• SUPPLIED INFORMATION:
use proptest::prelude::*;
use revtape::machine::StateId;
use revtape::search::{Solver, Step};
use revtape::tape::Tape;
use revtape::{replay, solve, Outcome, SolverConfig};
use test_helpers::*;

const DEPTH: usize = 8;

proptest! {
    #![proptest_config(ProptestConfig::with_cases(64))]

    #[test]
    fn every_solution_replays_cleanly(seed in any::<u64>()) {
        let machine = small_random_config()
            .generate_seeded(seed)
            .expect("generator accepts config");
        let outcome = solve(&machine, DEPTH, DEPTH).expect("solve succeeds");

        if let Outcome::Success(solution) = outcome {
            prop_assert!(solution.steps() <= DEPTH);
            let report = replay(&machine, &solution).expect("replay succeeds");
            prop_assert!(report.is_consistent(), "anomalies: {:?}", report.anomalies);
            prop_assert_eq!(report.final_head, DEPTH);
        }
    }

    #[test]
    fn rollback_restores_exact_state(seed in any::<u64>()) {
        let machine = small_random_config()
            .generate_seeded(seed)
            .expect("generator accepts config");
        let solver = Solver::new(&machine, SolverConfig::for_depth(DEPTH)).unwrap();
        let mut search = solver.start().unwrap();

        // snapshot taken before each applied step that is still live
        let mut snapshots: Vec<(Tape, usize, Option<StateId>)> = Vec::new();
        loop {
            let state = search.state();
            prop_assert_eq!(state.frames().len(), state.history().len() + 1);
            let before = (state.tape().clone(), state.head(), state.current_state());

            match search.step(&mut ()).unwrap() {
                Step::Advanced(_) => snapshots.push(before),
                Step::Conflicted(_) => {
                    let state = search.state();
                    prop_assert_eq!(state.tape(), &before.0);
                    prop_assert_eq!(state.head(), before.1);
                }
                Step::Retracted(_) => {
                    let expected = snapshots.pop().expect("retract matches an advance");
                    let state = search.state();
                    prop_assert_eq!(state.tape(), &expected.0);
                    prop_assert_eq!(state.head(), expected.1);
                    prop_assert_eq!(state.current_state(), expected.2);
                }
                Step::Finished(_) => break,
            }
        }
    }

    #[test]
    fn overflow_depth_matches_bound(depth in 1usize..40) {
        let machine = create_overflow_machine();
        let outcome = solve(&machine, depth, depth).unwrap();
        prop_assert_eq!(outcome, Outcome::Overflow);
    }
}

• ACTIVITY: Nothing but a number belongs in the answer, namely how many lines above include "StateId".

• COMPLETED EXERCISE: 2